Завтра опять пускаюсь в путь. Успеть бы на пароход – отходит в Бриндизи в пять утра в воскресенье.Олимпия – Бриндизи,
суббота, 8 января 1927 года
Аластер не приехал. Американка оказалась одинокой старой девой, совершающей трехнедельное путешествие по Греции. Выкрикивала проклятия в адрес американских туристов. Я уехал после обеда. Глухонемой мальчик отнес мой чемодан на станцию и почему-то не захотел взять деньги; пришлось отдать ему завалявшийся в кармане перочинный нож. Дорога в Патрас, если б не веселые, несуразные «americanos», была бы очень тягостной. На каждой станции все пассажиры выходят из вагонов и пускаются в разговоры, потом звонит колокол, кондуктор трубит в трубу, паровоз свистит, и тут все принимаются что-то наперебой кричать, снова прощаться, а поезд тем временем отползает от перрона с черепашьей скоростью. В Патрасе на ужин у меня был плохой, зато дешевый табльдот. Услужливый портье в отеле с кем-то договорился, что мой чемодан отнесут на пристань и предупредят о приходе парохода. Меня одолел безумный переводчик, изъяснялся он на каком-то никому не ведомом языке. Чтобы от него отделаться, пришлось его напоить. Уходя, пообещал на чудовищной смеси французского и английского, что пароход «приедет за мной в кинотеатр». Этого не случилось, но все прошло гладко: я уже преодолел три четверти превосходного немецкого фильма «Пожар», когда за мной пришли и отвели на пароход. Преодолев паспортные препоны, я поднялся на палубу и отыскал пустую каюту во втором классе. Пароход невелик и конечно же грязен, но в любом случае лучше, чем тот, на котором я плыл в Итэа.Бриндизи – Рим,
понедельник, 10 января 1927 года
В поезде; до Рима час. В Бриндизи приплыли сегодня в четыре утра и после тщательных проверок военными и медиками были, в конце концов, выпущены на берег. Мой поезд отходил в девять. Нашел славного переводчика из Измира; отвел меня позавтракать, поменял мне деньги и до отхода поезда водил по Бриндизи. С девяти вечера сижу в этом купе – то совсем один, то в вагон набиваются пассажиры. В какой-то момент ввалилась целая семья: кашляли, сморкались в один – общий – носовой платок и без зазрения совести громогласно рыгали. На следующей станции вошла женщина с улыбкой Джоконды и голосом попугая. В Италии мы, судя по всему, останавливались на каждой станции; на всех без исключения – одинаковые портреты дуче; впечатление такое, что рекламируется художественная школа «Хэсселз-пресс».

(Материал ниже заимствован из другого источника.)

//! Config command - configuration management.

use std::path::PathBuf;

use anyhow::Result;
use clap::{Args, Subcommand};
use loadstar_config::{LoadstarConfig, SecretSource, credential_env_vars, resolve_credentials};

use super::Context;

/// Arguments for the config command.
#[derive(Args, Debug)]
pub struct ConfigArgs {
    #[command(subcommand)]
    pub command: ConfigCommand,
}

#[derive(Subcommand, Debug)]
pub enum ConfigCommand {
    /// Show resolved configuration
    Show,

    /// Show configuration file path
    Path,

    /// Initialize a config file with defaults
    Init {
        /// Create project-local config (./loadstar.toml) instead of user config
        #[arg(long)]
        local: bool,
    },
}

/// Run the config command.
pub async fn run(args: ConfigArgs, ctx: &Context) -> Result<()> {
    match args.command {
        ConfigCommand::Show => cmd_show(ctx).await,
        ConfigCommand::Path => cmd_path(ctx).await,
        ConfigCommand::Init { local } => cmd_init(local, ctx).await,
    }
}

fn user_config_path(ctx: &Context) -> Option<PathBuf> {
    match ctx.config_dir {
        Some(ref dir) => Some(dir.join("config.toml")),
        None => loadstar_config::user_config_path(),
    }
}

/// Copy of `config` with both halves of every credential set masked.
fn redacted(config: &LoadstarConfig) -> LoadstarConfig {
    let mut config = config.clone();
    for creds in config.credentials.values_mut() {
        for value in [&mut creds.access_key_id, &mut creds.secret_access_key] {
            if value.is_some() {
                *value = Some("****".to_string());
            }
        }
    }
    config
}

async fn cmd_show(ctx: &Context) -> Result<()> {
    let loaded = &ctx.loaded;
    let config = &loaded.config;

    if ctx.json_output {
        let sources: Vec<_> = loaded
            .sources
            .iter()
            .map(|s| serde_json::json!({ "path": s.path, "loaded": s.loaded }))
            .collect();
        let out = serde_json::json!({
            "sources": sources,
            "config": redacted(config),
            "effective_defaults": config.defaults(),
            "warnings": loaded.warnings,
        });
        println!("{}", serde_json::to_string_pretty(&out)?);
        return Ok(());
    }

    println!("# Loadstar Configuration\n");

    // Sources
    let sources = loaded.loaded_from();
    if sources.is_empty() {
        println!("No config files loaded (using defaults)\n");
    } else {
        println!("Config files:");
        for source in &sources {
            println!("  {}", source.display());
        }
        println!();
    }

    // Defaults
    let defaults = config.defaults();
    println!("Defaults:");
    println!("  owner: {}", defaults.owner);
    println!("  start_date: {}", defaults.start_date.to_rfc3339());
    println!("  schedule: {}", defaults.schedule);
    println!(
        "  retries: {} (delay {}s)",
        defaults.retries, defaults.retry_delay_secs
    );
    println!();

    // Warehouse / storage
    let warehouse = config.warehouse();
    println!("Warehouse:");
    println!("  connection_id: {}", warehouse.connection_id);
    println!();

    let storage = config.storage();
    if storage.bucket.is_some() || storage.region.is_some() {
        println!("Storage:");
        if let Some(ref bucket) = storage.bucket {
            println!("  bucket: {}", bucket);
        }
        if let Some(ref region) = storage.region {
            println!("  region: {}", region);
        }
        println!();
    }

    // Credentials
    if !config.credentials.is_empty() {
        println!("Credentials:");
        let mut ids: Vec<&String> = config.credentials.keys().collect();
        ids.sort();
        for id in ids {
            let status = match resolve_credentials(config, id) {
                Ok(resolved) => match resolved.source {
                    SecretSource::EnvVar(var) => format!("✓ from {}", var),
                    SecretSource::ConfigFile => "⚠ from config file (plaintext)".to_string(),
                },
                Err(_) => {
                    let (access, secret) = credential_env_vars(id);
                    format!("✗ missing (set {} and {})", access, secret)
                }
            };
            println!("  {:<20} {}", id, status);
        }
        println!();
    }

    // Warnings
    if !loaded.warnings.is_empty() {
        println!("Warnings:");
        for w in &loaded.warnings {
            println!("  ⚠ {}", w);
        }
        println!();
    }

    if ctx.verbose {
        // Show raw TOML
        println!("---\nRaw config:\n");
        if let Ok(toml_str) = redacted(config).to_toml() {
            println!("{}", toml_str);
        }
    }

    Ok(())
}

async fn cmd_path(ctx: &Context) -> Result<()> {
    if let Some(path) = user_config_path(ctx) {
        println!("{}", path.display());
    } else {
        eprintln!("Could not determine config directory");
    }
    Ok(())
}

const CONFIG_TEMPLATE: &str = r#"# Loadstar Configuration

# Scheduler defaults carried by every pipeline
[defaults]
owner = "sparkify"
start_date = "2019-01-12T00:00:00Z"
depends_on_past = false
retries = 3
retry_delay_secs = 300
email_on_retry = false
schedule = "0 * * * *"
catchup = false

[warehouse]
connection_id = "redshift"

[storage]
bucket = "udacity-dend"
# region = "us-west-2"

# Credentials are read from LOADSTAR_<ID>_ACCESS_KEY_ID and
# LOADSTAR_<ID>_SECRET_ACCESS_KEY. Plaintext values here are supported
# but warned about.
# [credentials.aws_credentials]
# access_key_id = "..."
# secret_access_key = "..."

[logging]
level = "info"
"#;

async fn cmd_init(local: bool, ctx: &Context) -> Result<()> {
    let path = if local {
        loadstar_config::project_config_path(&std::env::current_dir()?)
    } else {
        let path = user_config_path(ctx)
            .ok_or_else(|| anyhow::anyhow!("Could not determine config directory"))?;
        if let Some(dir) = path.parent() {
            std::fs::create_dir_all(dir)?;
        }
        path
    };

    if path.exists() {
        println!("Config file already exists: {}", path.display());
        return Ok(());
    }

    std::fs::write(&path, CONFIG_TEMPLATE)?;
    println!("✓ Created config file: {}", path.display());
    println!();
    println!("Next steps:");
    println!("  export LOADSTAR_AWS_CREDENTIALS_ACCESS_KEY_ID=...      # bucket credentials");
    println!("  export LOADSTAR_AWS_CREDENTIALS_SECRET_ACCESS_KEY=...");
    println!("  loadstar config show                                   # verify configuration");

    Ok(())
}

#[cfg(test)]
mod tests {
    use super::*;

    #[test]
    fn test_template_parses() {
        let config = LoadstarConfig::from_toml(CONFIG_TEMPLATE).unwrap();
        assert_eq!(config.defaults(), loadstar_config::DefaultArgs::default());
        assert_eq!(config.storage().bucket.as_deref(), Some("udacity-dend"));
    }

    #[test]
    fn test_redacted_masks_secrets() {
        let config = LoadstarConfig::from_toml(
            "[credentials.aws]\naccess_key_id = \"AKIDEXAMPLE\"\nsecret_access_key = \"TOPSECRET\"\n",
        )
        .unwrap();
        let shown = redacted(&config).to_toml().unwrap();
        assert!(!shown.contains("TOPSECRET"));
        assert!(!shown.contains("AKIDEXAMPLE"));
        assert!(shown.contains("access_key_id = \"****\""));
    }
}
//! The canonical sparkify pipeline.
//!
//! ```text
//! begin_execution
//!   -> create_staging_tables
//!   -> stage_events, stage_songs
//!   -> load_songplays_fact_table
//!   -> load_user/song/artist/time_dim_table
//!   -> run_data_quality_checks
//!   -> stop_execution
//! ```

use loadstar_config::{DefaultArgs, LoadstarConfig};

use crate::error::Result;
use crate::operators::{
    DimensionLoader, ExternalDataLocation, FactLoader, JsonFormat, Marker, QualityChecker,
    QualitySpec, SqlTask, StagingLoader,
};
use crate::pipeline::Pipeline;
use crate::queries;

pub const PIPELINE_NAME: &str = "sparkify";
pub const SOURCE_BUCKET: &str = "udacity-dend";
pub const SOURCE_REGION: &str = "us-west-2";
/// Event logs are partitioned by the run's logical month.
pub const EVENTS_KEY: &str = "log_data/{year}/{month}";
pub const SONGS_KEY: &str = "song_data";
pub const CREDENTIALS_ID: &str = "aws_credentials";
pub const EVENTS_JSONPATHS: &str = "s3://udacity-dend/log_json_path.json";

const DIMENSIONS: [(&str, &str, &str); 4] = [
    ("load_user_dim_table", "users", queries::USER_TABLE_INSERT),
    ("load_song_dim_table", "songs", queries::SONG_TABLE_INSERT),
    ("load_artist_dim_table", "artists", queries::ARTIST_TABLE_INSERT),
    ("load_time_dim_table", "time", queries::TIME_TABLE_INSERT),
];

/// Quality gates run after every table is loaded.
pub fn quality_checks() -> Vec<QualitySpec> {
    vec![
        QualitySpec::new("songplays", "playid"),
        QualitySpec::new("users", "userid"),
        QualitySpec::new("songs", "songid"),
        QualitySpec::new("artists", "artistid"),
        QualitySpec::new("time", "start_time"),
    ]
}

/// Build the sparkify pipeline with built-in defaults.
pub fn sparkify_pipeline() -> Result<Pipeline> {
    sparkify_pipeline_with(&LoadstarConfig::new())
}

/// Build the sparkify pipeline, taking defaults, bucket and region from
/// `config` where set.
///
/// With an empty config this issues the same statements as
/// `pipelines/sparkify.toml`.
pub fn sparkify_pipeline_with(config: &LoadstarConfig) -> Result<Pipeline> {
    let storage = config.storage();
    let bucket = storage.bucket.as_deref().unwrap_or(SOURCE_BUCKET);
    let region = storage.region.as_deref().unwrap_or(SOURCE_REGION);
    let defaults: DefaultArgs = config.defaults();

    let stage_events = StagingLoader::new(
        "stage_events",
        "staging_events",
        ExternalDataLocation::new(bucket, EVENTS_KEY),
        CREDENTIALS_ID,
        JsonFormat::JsonPaths(EVENTS_JSONPATHS.to_string()),
    )?
    .with_region(region);
    let stage_songs = StagingLoader::new(
        "stage_songs",
        "staging_songs",
        ExternalDataLocation::new(bucket, SONGS_KEY),
        CREDENTIALS_ID,
        JsonFormat::Auto,
    )?
    .with_region(region);

    let mut builder = Pipeline::builder(PIPELINE_NAME)
        .description("Load and transform song play data in the warehouse")
        .defaults(defaults)
        .task(Marker::new("begin_execution")?, &[])
        .task(
            SqlTask::new(
                "create_staging_tables",
                [queries::CREATE_STAGING_EVENTS, queries::CREATE_STAGING_SONGS],
            )?,
            &["begin_execution"],
        )
        .task(stage_events, &["create_staging_tables"])
        .task(stage_songs, &["create_staging_tables"])
        .task(
            FactLoader::new(
                "load_songplays_fact_table",
                "songplays",
                queries::SONGPLAY_TABLE_INSERT,
            )?,
            &["stage_events", "stage_songs"],
        );

    for (task_id, table, select) in DIMENSIONS {
        builder = builder.task(
            DimensionLoader::new(task_id, table, select)?,
            &["load_songplays_fact_table"],
        );
    }

    let dimension_ids: Vec<&str> = DIMENSIONS.iter().map(|(id, _, _)| *id).collect();
    builder
        .task(
            QualityChecker::new("run_data_quality_checks", quality_checks())?,
            &dimension_ids,
        )
        .task(Marker::new("stop_execution")?, &["run_data_quality_checks"])
        .build()
}
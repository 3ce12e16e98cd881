//! Sequential in-process runner.
//!
//! [`LocalRunner`] executes a pipeline's tasks one at a time in topological
//! order against a single injected warehouse connection. It never retries.
//! When a task fails, every task downstream of it is skipped and marked
//! [`TaskState::UpstreamFailed`]; tasks on independent branches still run.

use std::collections::HashSet;
use std::fmt;
use std::time::Instant;

use chrono::{DateTime, Utc};
use serde::Serialize;
use tracing::{error, info, warn};

use crate::context::RunContext;
use crate::credentials::CredentialProvider;
use crate::operators::{OperatorKind, TaskContext};
use crate::pipeline::Pipeline;
use crate::warehouse::Warehouse;

/// Final state of one task in a run.
#[derive(Debug, Clone, PartialEq, Eq, Serialize)]
#[serde(tag = "state", content = "message", rename_all = "snake_case")]
pub enum TaskState {
    Success,
    /// The task ran and returned an error.
    Failed(String),
    /// Not run because a task it depends on failed.
    UpstreamFailed,
}

impl fmt::Display for TaskState {
    fn fmt(&self, f: &mut fmt::Formatter<'_>) -> fmt::Result {
        match self {
            TaskState::Success => f.write_str("success"),
            TaskState::Failed(message) => write!(f, "failed: {}", message),
            TaskState::UpstreamFailed => f.write_str("upstream_failed"),
        }
    }
}

/// Outcome of a single task.
#[derive(Debug, Clone, Serialize)]
pub struct TaskOutcome {
    pub task_id: String,
    pub kind: OperatorKind,
    pub state: TaskState,
    /// Wall time spent in `execute`; zero for skipped tasks.
    pub duration_ms: u64,
}

/// Outcome of a whole run, tasks listed in execution order.
#[derive(Debug, Clone, Serialize)]
pub struct RunReport {
    pub pipeline: String,
    pub run_id: String,
    pub logical_date: DateTime<Utc>,
    pub tasks: Vec<TaskOutcome>,
}

impl RunReport {
    /// Whether every task succeeded.
    pub fn succeeded(&self) -> bool {
        self.tasks.iter().all(|t| t.state == TaskState::Success)
    }

    pub fn state(&self, task_id: &str) -> Option<&TaskState> {
        self.tasks
            .iter()
            .find(|t| t.task_id == task_id)
            .map(|t| &t.state)
    }

    /// Tasks that ran and failed.
    pub fn failures(&self) -> impl Iterator<Item = &TaskOutcome> {
        self.tasks
            .iter()
            .filter(|t| matches!(t.state, TaskState::Failed(_)))
    }
}

/// Callback invoked after each task settles, skipped tasks included.
pub type TaskObserver<'a> = &'a dyn Fn(&TaskOutcome);

/// Runs tasks sequentially against one warehouse connection.
pub struct LocalRunner<'a> {
    warehouse: &'a dyn Warehouse,
    credentials: &'a dyn CredentialProvider,
    observer: Option<TaskObserver<'a>>,
}

impl<'a> LocalRunner<'a> {
    pub fn new(warehouse: &'a dyn Warehouse, credentials: &'a dyn CredentialProvider) -> Self {
        Self {
            warehouse,
            credentials,
            observer: None,
        }
    }

    /// Notify `observer` as each task finishes.
    pub fn with_observer(mut self, observer: TaskObserver<'a>) -> Self {
        self.observer = Some(observer);
        self
    }

    fn settle(&self, outcomes: &mut Vec<TaskOutcome>, outcome: TaskOutcome) {
        if let Some(observer) = self.observer {
            observer(&outcome);
        }
        outcomes.push(outcome);
    }

    /// Execute every task once.
    ///
    /// Task errors are captured in the report rather than returned.
    pub fn run(&self, pipeline: &Pipeline, run: &RunContext) -> RunReport {
        info!(
            pipeline = %pipeline.name(),
            run_id = %run.run_id(),
            logical_date = %run.logical_date(),
            "Starting pipeline run"
        );

        let ctx = TaskContext::new(self.warehouse, self.credentials, run);
        let mut blocked: HashSet<String> = HashSet::new();
        let mut outcomes = Vec::with_capacity(pipeline.len());

        for task in pipeline.execution_order() {
            let operator = task.operator();
            let task_id = task.id().to_string();

            if blocked.contains(&task_id) {
                warn!(task = %task_id, "Skipping task: upstream failed");
                let outcome = TaskOutcome {
                    task_id,
                    kind: operator.kind(),
                    state: TaskState::UpstreamFailed,
                    duration_ms: 0,
                };
                self.settle(&mut outcomes, outcome);
                continue;
            }

            info!(task = %task_id, kind = %operator.kind(), "Running task");
            let started = Instant::now();
            let result = operator.execute(&ctx);
            let duration_ms = u64::try_from(started.elapsed().as_millis()).unwrap_or(u64::MAX);

            let state = match result {
                Ok(()) => {
                    info!(task = %task_id, duration_ms, "Task succeeded");
                    TaskState::Success
                }
                Err(e) => {
                    error!(task = %task_id, duration_ms, error = %e, "Task failed");
                    blocked.extend(pipeline.downstream(&task_id));
                    TaskState::Failed(e.to_string())
                }
            };

            let outcome = TaskOutcome {
                task_id,
                kind: operator.kind(),
                state,
                duration_ms,
            };
            self.settle(&mut outcomes, outcome);
        }

        let report = RunReport {
            pipeline: pipeline.name().to_string(),
            run_id: run.run_id().to_string(),
            logical_date: run.logical_date(),
            tasks: outcomes,
        };
        info!(
            pipeline = %report.pipeline,
            succeeded = report.succeeded(),
            "Finished pipeline run"
        );
        report
    }
}
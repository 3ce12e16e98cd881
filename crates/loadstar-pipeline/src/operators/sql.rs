//! Fixed SQL statements, run in order.

use tracing::{debug, info};

use super::{Operator, OperatorKind, TaskContext, validate_task_id};
use crate::error::{PipelineError, Result};
use crate::statement::Statement;

/// Runs a fixed list of statements, such as table DDL.
#[derive(Debug, Clone)]
pub struct SqlTask {
    task_id: String,
    statements: Vec<String>,
}

impl SqlTask {
    pub fn new<I, S>(task_id: impl Into<String>, statements: I) -> Result<Self>
    where
        I: IntoIterator<Item = S>,
        S: AsRef<str>,
    {
        let task_id = task_id.into();
        validate_task_id(&task_id)?;

        let mut trimmed = Vec::new();
        for statement in statements {
            let statement = statement.as_ref().trim();
            if statement.is_empty() {
                return Err(PipelineError::invalid_config(&task_id, "statement cannot be empty"));
            }
            trimmed.push(statement.to_string());
        }
        if trimmed.is_empty() {
            return Err(PipelineError::invalid_config(
                &task_id,
                "at least one statement is required",
            ));
        }

        Ok(Self {
            task_id,
            statements: trimmed,
        })
    }

    pub fn statements(&self) -> impl Iterator<Item = Statement> + '_ {
        self.statements.iter().map(Statement::new)
    }
}

impl Operator for SqlTask {
    fn task_id(&self) -> &str {
        &self.task_id
    }

    fn kind(&self) -> OperatorKind {
        OperatorKind::Sql
    }

    fn execute(&self, ctx: &TaskContext<'_>) -> Result<()> {
        info!(task = %self.task_id, count = self.statements.len(), "Running SQL statements");
        for statement in self.statements() {
            debug!(task = %self.task_id, statement = %statement, "running");
            ctx.warehouse.run(&statement)?;
        }
        Ok(())
    }
}

#[cfg(test)]
mod tests {
    use chrono::Utc;

    use super::*;
    use crate::context::RunContext;
    use crate::credentials::StaticCredentials;
    use crate::warehouse::RecordingWarehouse;

    #[test]
    fn test_runs_in_order() {
        let task = SqlTask::new("create", ["CREATE TABLE a (x int)", "  CREATE TABLE b (y int);\n"]).unwrap();
        let wh = RecordingWarehouse::new();
        let run = RunContext::new(Utc::now());
        let creds = StaticCredentials::new();
        task.execute(&TaskContext::new(&wh, &creds, &run)).unwrap();

        let sql: Vec<String> = wh.statements().iter().map(|s| s.sql().to_string()).collect();
        assert_eq!(sql, vec!["CREATE TABLE a (x int)", "CREATE TABLE b (y int);"]);
    }

    #[test]
    fn test_rejects_empty_list_and_blank_statement() {
        assert!(SqlTask::new("s", Vec::<String>::new()).is_err());
        assert!(SqlTask::new("s", ["SELECT 1", " "]).is_err());
    }
}
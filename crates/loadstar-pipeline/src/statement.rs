//! SQL statements with secret redaction.
//!
//! A [`Statement`] carries the literal text sent to the warehouse plus the
//! secret values embedded in it. Its `Display` output masks those secrets, so
//! logging a statement with `%stmt` never leaks credentials.

use std::fmt;

/// Replacement text for redacted secrets.
pub const REDACTED: &str = "****";

/// A single SQL statement.
#[derive(Clone, PartialEq, Eq)]
pub struct Statement {
    sql: String,
    secrets: Vec<String>,
}

impl Statement {
    /// A statement with no embedded secrets.
    pub fn new(sql: impl Into<String>) -> Self {
        Self {
            sql: sql.into(),
            secrets: Vec::new(),
        }
    }

    /// Mark a value embedded in the statement as secret.
    ///
    /// Empty values are ignored.
    pub fn with_secret(mut self, secret: impl Into<String>) -> Self {
        let secret = secret.into();
        if !secret.is_empty() {
            self.secrets.push(secret);
        }
        self
    }

    /// The literal SQL text, secrets included.
    pub fn sql(&self) -> &str {
        &self.sql
    }

    /// Whether any secrets are embedded.
    pub fn has_secrets(&self) -> bool {
        !self.secrets.is_empty()
    }

    /// The SQL text with every secret replaced by [`REDACTED`].
    pub fn redacted(&self) -> String {
        // Longest first so a secret that contains another is masked whole.
        let mut secrets: Vec<&str> = self.secrets.iter().map(String::as_str).collect();
        secrets.sort_by_key(|s| std::cmp::Reverse(s.len()));

        let mut text = self.sql.clone();
        for secret in secrets {
            text = text.replace(secret, REDACTED);
        }
        text
    }
}

impl fmt::Display for Statement {
    fn fmt(&self, f: &mut fmt::Formatter<'_>) -> fmt::Result {
        f.write_str(&self.redacted())
    }
}

impl fmt::Debug for Statement {
    fn fmt(&self, f: &mut fmt::Formatter<'_>) -> fmt::Result {
        f.debug_struct("Statement")
            .field("sql", &self.redacted())
            .field("secrets", &self.secrets.len())
            .finish()
    }
}

/// Quote a value as a single-quoted SQL string literal.
pub fn quote_literal(value: &str) -> String {
    format!("'{}'", value.replace('\'', "''"))
}

#[cfg(test)]
mod tests {
    use super::*;

    #[test]
    fn test_plain_statement_displays_verbatim() {
        let stmt = Statement::new("DELETE FROM staging_events");
        assert_eq!(stmt.sql(), "DELETE FROM staging_events");
        assert_eq!(stmt.to_string(), "DELETE FROM staging_events");
        assert!(!stmt.has_secrets());
    }

    #[test]
    fn test_secret_masked_in_display() {
        let stmt = Statement::new("COPY t SECRET_ACCESS_KEY 'SK123'").with_secret("SK123");
        assert!(stmt.sql().contains("SK123"));
        assert_eq!(stmt.to_string(), "COPY t SECRET_ACCESS_KEY '****'");
    }

    #[test]
    fn test_debug_does_not_leak() {
        let stmt = Statement::new("x 'hunter2'").with_secret("hunter2");
        let debug = format!("{:?}", stmt);
        assert!(!debug.contains("hunter2"));
        assert!(debug.contains("secrets: 1"));
    }

    #[test]
    fn test_overlapping_secrets_masked_whole() {
        let stmt = Statement::new("a 'abc' b 'abcdef'")
            .with_secret("abc")
            .with_secret("abcdef");
        assert_eq!(stmt.redacted(), "a '****' b '****'");
    }

    #[test]
    fn test_empty_secret_ignored() {
        let stmt = Statement::new("SELECT 1").with_secret("");
        assert!(!stmt.has_secrets());
        assert_eq!(stmt.redacted(), "SELECT 1");
    }

    #[test]
    fn test_quote_literal_escapes() {
        assert_eq!(quote_literal("plain"), "'plain'");
        assert_eq!(quote_literal("it's"), "'it''s'");
    }
}
//! Configuration error types.

/// Result type alias for config operations.
pub type Result<T> = std::result::Result<T, ConfigError>;

/// Errors that can occur during configuration loading and resolution.
#[derive(Debug, thiserror::Error)]
pub enum ConfigError {
    /// Failed to read a config file.
    #[error("failed to read config file '{path}': {source}")]
    ReadFile {
        path: String,
        source: std::io::Error,
    },

    /// Failed to write a config file.
    #[error("failed to write config file '{path}': {source}")]
    WriteFile {
        path: String,
        source: std::io::Error,
    },

    /// Failed to parse TOML.
    #[error("failed to parse config: {0}")]
    Parse(#[from] toml::de::Error),

    /// Failed to serialize config.
    #[error("failed to serialize config: {0}")]
    Serialize(#[from] toml::ser::Error),

    /// No credentials could be resolved for an identifier.
    #[error(
        "credentials '{id}' not found. Set {access_env} and {secret_env}, or add a [credentials.{id}] section"
    )]
    CredentialsNotFound {
        id: String,
        access_env: String,
        secret_env: String,
    },

    /// A config value failed validation.
    #[error("invalid value for '{field}': {reason}")]
    InvalidValue { field: String, reason: String },
}
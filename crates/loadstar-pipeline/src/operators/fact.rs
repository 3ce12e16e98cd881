//! Fact loader: (re)populate the fact table from a derived query.

use serde::{Deserialize, Serialize};
use tracing::{debug, info};

use super::{
    Operator, OperatorKind, TaskContext, validate_identifier, validate_select, validate_task_id,
};
use crate::error::Result;
use crate::statement::Statement;

/// How a load treats rows already in the destination.
#[derive(Debug, Clone, Copy, Default, PartialEq, Eq, Serialize, Deserialize)]
#[serde(rename_all = "snake_case")]
pub enum LoadMode {
    /// `TRUNCATE` then `INSERT`; re-runs leave exactly the query's rows.
    #[default]
    Replace,
    /// `INSERT` only; re-runs add duplicates.
    Append,
}

impl LoadMode {
    /// Map the `replace` flag of a pipeline definition.
    pub fn from_replace(replace: bool) -> Self {
        if replace {
            LoadMode::Replace
        } else {
            LoadMode::Append
        }
    }
}

/// Loads the fact table with `INSERT INTO <table> <select>`.
#[derive(Debug, Clone)]
pub struct FactLoader {
    task_id: String,
    table: String,
    select: String,
    mode: LoadMode,
}

impl FactLoader {
    /// A loader in [`LoadMode::Replace`].
    pub fn new(
        task_id: impl Into<String>,
        table: impl Into<String>,
        select: impl AsRef<str>,
    ) -> Result<Self> {
        let task_id = task_id.into();
        let table = table.into();
        validate_task_id(&task_id)?;
        validate_identifier(&task_id, "table", &table)?;
        let select = validate_select(&task_id, select.as_ref())?;

        Ok(Self {
            task_id,
            table,
            select,
            mode: LoadMode::Replace,
        })
    }

    pub fn with_mode(mut self, mode: LoadMode) -> Self {
        self.mode = mode;
        self
    }

    pub fn table(&self) -> &str {
        &self.table
    }

    pub fn mode(&self) -> LoadMode {
        self.mode
    }

    /// Statements issued per run, in order.
    pub fn statements(&self) -> Vec<Statement> {
        let insert = Statement::new(format!("INSERT INTO {} {}", self.table, self.select));
        match self.mode {
            LoadMode::Replace => vec![Statement::new(format!("TRUNCATE {}", self.table)), insert],
            LoadMode::Append => vec![insert],
        }
    }
}

impl Operator for FactLoader {
    fn task_id(&self) -> &str {
        &self.task_id
    }

    fn kind(&self) -> OperatorKind {
        OperatorKind::Fact
    }

    fn execute(&self, ctx: &TaskContext<'_>) -> Result<()> {
        info!(task = %self.task_id, table = %self.table, mode = ?self.mode, "Loading fact table");
        for statement in self.statements() {
            debug!(task = %self.task_id, statement = %statement, "running");
            ctx.warehouse.run(&statement)?;
        }
        Ok(())
    }
}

У всех итальянок из простонародья голоса, как у попугаев.Рим,
вторник, 11 января 1927 года
Вчера вечером прямо с вокзала поехал в «Hôtel de Russie» [164] , однако ни Аластера, ни Леонарда там не обнаружил. Тем не менее снял относительно дешевый номер, принял ванну и, очень собой довольный, отправился спать.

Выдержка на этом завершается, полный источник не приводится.